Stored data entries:
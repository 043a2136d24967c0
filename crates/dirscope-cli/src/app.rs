//! Run lifecycle: load exclusions, scan, persist, sort, report.

use std::fs::File;
use std::io::{BufWriter, Write};
use std::path::{Path, PathBuf};

use anyhow::{Context, Result};
use dirscope_core::model::export::write_json;
use dirscope_core::scanner::progress::ScanProgress;
use dirscope_core::{start_scan, ExclusionSet, PathTree, ScanConfig, ScanError, ScanOutcome};
use termcolor::{ColorChoice, StandardStream, WriteColor};
use tracing::{debug, error, info, warn};

use crate::args::Args;
use crate::render::TreeRenderer;

/// Exit status used after an interrupt, matching the shell convention for SIGINT.
pub const INTERRUPTED_EXIT_CODE: i32 = 130;

const EXCLUSIONS_FILE_NAME: &str = "exclusions.txt";

/// Where the exclusion list lives when `--exclusions` is not given.
pub fn default_exclusions_file() -> PathBuf {
    match dirs::config_dir() {
        Some(dir) => dir.join("dirscope").join(EXCLUSIONS_FILE_NAME),
        None => PathBuf::from("dirscope-exclusions.txt"),
    }
}

/// One invocation of the tool.
pub struct App {
    args: Args,
    exclusions_file: PathBuf,
    exclusions: ExclusionSet,
}

impl App {
    /// Load the persisted exclusion list for `args`.
    pub fn new(args: Args) -> Result<Self> {
        let exclusions_file = args
            .exclusions
            .clone()
            .unwrap_or_else(default_exclusions_file);
        let exclusions = ExclusionSet::load(&exclusions_file)
            .with_context(|| format!("loading {}", exclusions_file.display()))?;
        debug!(
            "{} exclusions active from {}",
            exclusions.len(),
            exclusions_file.display()
        );
        Ok(Self {
            args,
            exclusions_file,
            exclusions,
        })
    }

    pub fn exclusions(&self) -> &ExclusionSet {
        &self.exclusions
    }

    pub fn exclusions_file(&self) -> &Path {
        &self.exclusions_file
    }

    /// On Ctrl-C, save the exclusion list (best effort) and exit immediately.
    ///
    /// In-flight work is abandoned; nothing else is flushed.
    pub fn install_interrupt_handler(&self) -> Result<()> {
        let exclusions = self.exclusions.clone();
        let file = self.exclusions_file.clone();
        ctrlc::set_handler(move || {
            warn!("Interrupted; saving exclusions before exit");
            if let Err(err) = exclusions.save(&file) {
                error!("{err}");
            }
            std::process::exit(INTERRUPTED_EXIT_CODE);
        })
        .context("installing the Ctrl-C handler")
    }

    /// Scan, persist the exclusion list, and return the tree sorted down to
    /// the print depth.
    ///
    /// The exclusion list is saved whether or not the scan succeeds.
    pub fn scan(&self) -> Result<PathTree> {
        let outcome = self.run_scan();
        self.persist_exclusions();
        let outcome = outcome?;

        if outcome.newly_excluded > 0 {
            info!("{} paths newly excluded", outcome.newly_excluded);
        }

        let mut tree = outcome.tree;
        match self.args.print_limit() {
            Some(levels) => {
                let root = tree.root();
                tree.sort_by_size(root, levels - 1);
            }
            None => tree.sort_all(),
        }
        Ok(tree)
    }

    /// Print the tree (or JSON) to `out` and write any requested JSON file.
    pub fn report<W: WriteColor>(&self, tree: &PathTree, out: &mut W) -> Result<()> {
        let limit = self.args.print_limit();
        if self.args.json_to_stdout() {
            write_json(tree, limit, &mut *out).context("writing JSON to stdout")?;
            writeln!(out)?;
            return Ok(());
        }

        TreeRenderer::new(limit)
            .render(tree, out)
            .context("rendering tree")?;

        if let Some(path) = &self.args.json {
            let file = File::create(path).with_context(|| format!("creating {}", path.display()))?;
            let mut writer = BufWriter::new(file);
            write_json(tree, limit, &mut writer)
                .with_context(|| format!("writing {}", path.display()))?;
            writer.flush()?;
            info!("Exported JSON to {}", path.display());
        }
        Ok(())
    }

    fn run_scan(&self) -> Result<ScanOutcome, ScanError> {
        let mut config = ScanConfig::new(self.args.depth).with_batch_size(self.args.batch_size);
        if let Some(threads) = self.args.threads {
            config = config.with_threads(threads);
        }

        let handle = start_scan(self.args.root.clone(), config, self.exclusions.clone())?;
        for message in handle.progress_rx.iter() {
            log_progress(&message);
        }
        handle.join()
    }

    /// Save failures are reported but never fail the run.
    fn persist_exclusions(&self) {
        if let Err(err) = self.exclusions.save(&self.exclusions_file) {
            warn!("Could not save exclusions: {err}");
        }
    }
}

fn log_progress(message: &ScanProgress) {
    match message {
        ScanProgress::PhaseStarted(phase) => debug!("Phase started: {phase:?}"),
        ScanProgress::Discovered {
            directories,
            excluded,
        } => info!("Found {directories} directories ({excluded} newly excluded)"),
        ScanProgress::BatchComplete {
            batches_done,
            batches_total,
        } => debug!("Sized batch {batches_done}/{batches_total}"),
        ScanProgress::Error { path, message } => debug!("Skipped {path}: {message}"),
        ScanProgress::Complete {
            duration,
            error_count,
            ..
        } => info!("Scan finished in {duration:?} with {error_count} errors"),
    }
}

/// Full run for the binary: scan and print to stdout.
pub fn run(args: Args) -> Result<()> {
    let choice = if args.color.use_color() {
        ColorChoice::Always
    } else {
        ColorChoice::Never
    };
    let app = App::new(args)?;
    app.install_interrupt_handler()?;
    let tree = app.scan()?;

    let mut stdout = StandardStream::stdout(choice);
    app.report(&tree, &mut stdout)
}
/// End-to-end scanner integration tests.
///
/// These tests run the real two-phase pipeline (discovery, batched sizing,
/// merge, aggregation) against a real temporary filesystem, through both the
/// blocking `scan` entry point and the background `start_scan` handle.
use dirscope_core::scanner::progress::ScanProgress;
use dirscope_core::scanner::{scan, start_scan, ScanConfig, PROGRESS_CHANNEL_CAPACITY};
use dirscope_core::{ExclusionSet, PathTree};
use std::fs;
use std::io::Write;
use std::path::Path;
use tempfile::TempDir;

// ── Helpers ──────────────────────────────────────────────────────────────────

/// Create a reproducible directory tree for scanner tests:
///
/// ```text
/// root/
///   alpha/
///     a.txt   (100 bytes)
///     b.rs    (200 bytes)
///   beta/
///     c.png   (300 bytes)
///   d.zip     (400 bytes)
/// ```
///
/// Total file bytes: 1 000.
fn build_test_tree(root: &Path) {
    let alpha = root.join("alpha");
    let beta = root.join("beta");
    fs::create_dir_all(&alpha).unwrap();
    fs::create_dir_all(&beta).unwrap();

    write_bytes(&alpha.join("a.txt"), 100);
    write_bytes(&alpha.join("b.rs"), 200);
    write_bytes(&beta.join("c.png"), 300);
    write_bytes(&root.join("d.zip"), 400);
}

fn write_bytes(path: &Path, n: usize) {
    let mut f = fs::File::create(path).unwrap();
    f.write_all(&vec![0u8; n]).unwrap();
}

fn run(root: &Path, config: ScanConfig, exclusions: &ExclusionSet) -> PathTree {
    let (tx, _rx) = crossbeam_channel::unbounded();
    scan(root, &config, exclusions, &tx).expect("scan failed").tree
}

fn total_of(tree: &PathTree, id: &str) -> u64 {
    let idx = tree.child(tree.root(), id).expect("missing child");
    tree.node(idx).total_size
}

// ── Tests ─────────────────────────────────────────────────────────────────────

/// Every file directly inside a scanned directory is counted once.
#[test]
fn scan_sums_isolated_and_total_sizes() {
    let tmp = TempDir::new().unwrap();
    build_test_tree(tmp.path());

    let tree = run(tmp.path(), ScanConfig::new(3), &ExclusionSet::new());
    let root = tree.node(tree.root());

    assert_eq!(root.isolated_size, 400);
    assert_eq!(root.total_size, 1_000);
    assert_eq!(total_of(&tree, "alpha"), 300);
    assert_eq!(total_of(&tree, "beta"), 300);
    assert_eq!(tree.node_count(), 3);
    assert_eq!(tree.find_aggregation_violation(), None);
}

/// Tiny batches and many threads must give the same tree as one big batch.
#[test]
fn batch_size_does_not_change_the_result() {
    let tmp = TempDir::new().unwrap();
    for i in 0..20 {
        let dir = tmp.path().join(format!("d{i:02}")).join("inner");
        fs::create_dir_all(&dir).unwrap();
        write_bytes(&dir.join("f.bin"), 10 + i);
        write_bytes(&dir.parent().unwrap().join("g.bin"), 1);
    }

    let exclusions = ExclusionSet::new();
    let one_batch = run(tmp.path(), ScanConfig::new(4).with_threads(1), &exclusions);
    let many_batches = run(
        tmp.path(),
        ScanConfig::new(4).with_batch_size(3).with_threads(4),
        &exclusions,
    );

    assert_eq!(one_batch.node_count(), 41);
    assert_eq!(one_batch.node_count(), many_batches.node_count());
    assert_eq!(
        one_batch.node(one_batch.root()).total_size,
        many_batches.node(many_batches.root()).total_size
    );
    for i in 0..20 {
        let id = format!("d{i:02}");
        assert_eq!(total_of(&one_batch, &id), total_of(&many_batches, &id));
        assert_eq!(total_of(&one_batch, &id), 11 + i as u64);
    }
}

/// Files below the depth bound are not discovered and therefore not counted.
#[test]
fn depth_bound_limits_what_is_counted() {
    let tmp = TempDir::new().unwrap();
    let deep = tmp.path().join("x").join("y");
    fs::create_dir_all(&deep).unwrap();
    write_bytes(&tmp.path().join("x").join("top.bin"), 5);
    write_bytes(&deep.join("deep.bin"), 50);

    let shallow = run(tmp.path(), ScanConfig::new(1), &ExclusionSet::new());
    assert_eq!(shallow.node(shallow.root()).total_size, 5);

    let full = run(tmp.path(), ScanConfig::new(2), &ExclusionSet::new());
    assert_eq!(full.node(full.root()).total_size, 55);
}

/// Scans of an empty directory yield exactly the root with zero size.
#[test]
fn scan_empty_directory() {
    let tmp = TempDir::new().unwrap();
    let tree = run(tmp.path(), ScanConfig::new(2), &ExclusionSet::new());
    assert_eq!(tree.node_count(), 1);
    assert_eq!(tree.node(tree.root()).total_size, 0);
}

/// An invalid configuration is rejected before any work starts.
#[test]
fn zero_depth_is_an_error() {
    let tmp = TempDir::new().unwrap();
    let (tx, _rx) = crossbeam_channel::unbounded();
    let result = scan(tmp.path(), &ScanConfig::new(0), &ExclusionSet::new(), &tx);
    assert!(result.is_err());
}

/// The background handle reports phases and completion, then yields the tree.
#[test]
fn start_scan_reports_progress_and_joins() {
    let tmp = TempDir::new().unwrap();
    build_test_tree(tmp.path());

    let handle = start_scan(
        tmp.path().to_path_buf(),
        ScanConfig::new(2),
        ExclusionSet::new(),
    )
    .unwrap();

    let messages: Vec<ScanProgress> = handle.progress_rx.iter().collect();
    assert!(messages
        .iter()
        .any(|m| matches!(m, ScanProgress::Discovered { directories: 3, .. })));
    assert!(matches!(
        messages.last(),
        Some(ScanProgress::Complete {
            total_size: 1_000,
            directories: 3,
            ..
        })
    ));

    let outcome = handle.join().unwrap();
    assert_eq!(outcome.directories, 3);
    assert_eq!(outcome.error_count, 0);
    assert_eq!(outcome.tree.node(outcome.tree.root()).total_size, 1_000);
}

/// Sorting after a real scan orders every level by total size.
#[test]
fn scan_then_sort_orders_children() {
    let tmp = TempDir::new().unwrap();
    build_test_tree(tmp.path());
    write_bytes(&tmp.path().join("beta").join("more.bin"), 1);

    let mut tree = run(tmp.path(), ScanConfig::new(2), &ExclusionSet::new());
    tree.sort_all();
    let order: Vec<_> = tree
        .children(tree.root())
        .iter()
        .map(|&c| tree.node(c).id.to_string())
        .collect();
    assert_eq!(order, vec!["beta", "alpha"]);
}

/// An access-denied directory lands in the exclusion set, survives a
/// save/load cycle, and is never descended into by a later scan.
#[cfg(unix)]
#[test]
fn access_denied_directory_is_excluded_and_persisted() {
    use std::os::unix::fs::PermissionsExt;

    let tmp = TempDir::new().unwrap();
    let locked = tmp.path().join("open").join("locked");
    fs::create_dir_all(locked.join("hidden")).unwrap();
    write_bytes(&tmp.path().join("open").join("o.bin"), 7);
    fs::set_permissions(&locked, fs::Permissions::from_mode(0o000)).unwrap();

    // Privileged users can read anyway; nothing to verify in that case.
    if fs::read_dir(&locked).is_ok() {
        fs::set_permissions(&locked, fs::Permissions::from_mode(0o755)).unwrap();
        return;
    }

    let exclusions = ExclusionSet::new();
    let (tx, _rx) = crossbeam_channel::unbounded();
    let first = scan(tmp.path(), &ScanConfig::new(5), &exclusions, &tx).unwrap();
    assert!(exclusions.contains(&locked));
    assert_eq!(first.newly_excluded, 1);
    assert_eq!(first.tree.node(first.tree.root()).total_size, 7);

    let store = tmp.path().join("exclusions.txt");
    exclusions.save(&store).unwrap();
    let persisted = fs::read_to_string(&store).unwrap();
    assert!(persisted.contains(&*locked.to_string_lossy()));

    let second = scan(tmp.path(), &ScanConfig::new(5), &exclusions, &tx).unwrap();
    assert_eq!(second.newly_excluded, 0);
    let open = second.tree.child(second.tree.root(), "open").unwrap();
    assert!(second.tree.child(open, "locked").is_none());

    fs::set_permissions(&locked, fs::Permissions::from_mode(0o755)).unwrap();
}

/// A locked directory at the depth boundary is cataloged but never listed:
/// its probe fails with zero size and it is not added to the exclusions.
#[cfg(unix)]
#[test]
fn locked_directory_at_depth_boundary_is_not_excluded() {
    use std::os::unix::fs::PermissionsExt;

    let tmp = TempDir::new().unwrap();
    let locked = tmp.path().join("locked");
    fs::create_dir(&locked).unwrap();
    write_bytes(&locked.join("f.bin"), 32);
    write_bytes(&tmp.path().join("r.bin"), 3);
    fs::set_permissions(&locked, fs::Permissions::from_mode(0o000)).unwrap();

    if fs::read_dir(&locked).is_ok() {
        fs::set_permissions(&locked, fs::Permissions::from_mode(0o755)).unwrap();
        return;
    }

    let exclusions = ExclusionSet::new();
    let (tx, _rx) = crossbeam_channel::unbounded();
    let outcome = scan(tmp.path(), &ScanConfig::new(1), &exclusions, &tx);
    fs::set_permissions(&locked, fs::Permissions::from_mode(0o755)).unwrap();
    let outcome = outcome.unwrap();

    assert!(!exclusions.contains(&locked));
    assert_eq!(outcome.newly_excluded, 0);
    assert_eq!(outcome.error_count, 1);
    assert_eq!(total_of(&outcome.tree, "locked"), 0);
    assert_eq!(outcome.tree.node(outcome.tree.root()).total_size, 3);
}

/// Sibling directories whose names are not valid UTF-8 are sized
/// separately even though they display identically.
#[cfg(unix)]
#[test]
fn non_utf8_sibling_names_are_kept_apart() {
    use std::ffi::OsStr;
    use std::os::unix::ffi::OsStrExt;

    let tmp = TempDir::new().unwrap();
    let first = tmp.path().join(OsStr::from_bytes(b"a\xff"));
    let second = tmp.path().join(OsStr::from_bytes(b"a\xfe"));
    // Some filesystems only accept UTF-8 names.
    if fs::create_dir(&first).is_err() || fs::create_dir(&second).is_err() {
        return;
    }
    write_bytes(&first.join("f.bin"), 10);
    write_bytes(&second.join("f.bin"), 20);

    let tree = run(tmp.path(), ScanConfig::new(1), &ExclusionSet::new());
    let root = tree.root();
    assert_eq!(tree.children(root).len(), 2);
    assert_eq!(tree.node(root).total_size, 30);
    let a = tree.child(root, OsStr::from_bytes(b"a\xff")).unwrap();
    let b = tree.child(root, OsStr::from_bytes(b"a\xfe")).unwrap();
    assert_eq!(tree.node(a).total_size, 10);
    assert_eq!(tree.node(b).total_size, 20);
}

/// `PROGRESS_CHANNEL_CAPACITY` must never be 0, which would make every
/// `send()` block until the frontend receives.
const _: () = assert!(
    PROGRESS_CHANNEL_CAPACITY > 0,
    "PROGRESS_CHANNEL_CAPACITY must be > 0"
);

» **YOUR GOAL**: Extract every line of the records above that contains the word "Some".

» **SOLVED PROBLEM**:
        Some(dir) => dir.join("dirscope").join(EXCLUSIONS_FILE_NAME),
            Some(levels) => {
        if let Some(path) = &self.args.json {
        if let Some(threads) = self.args.threads {
        Some(ScanProgress::Complete {
    // Some filesystems only accept UTF-8 names.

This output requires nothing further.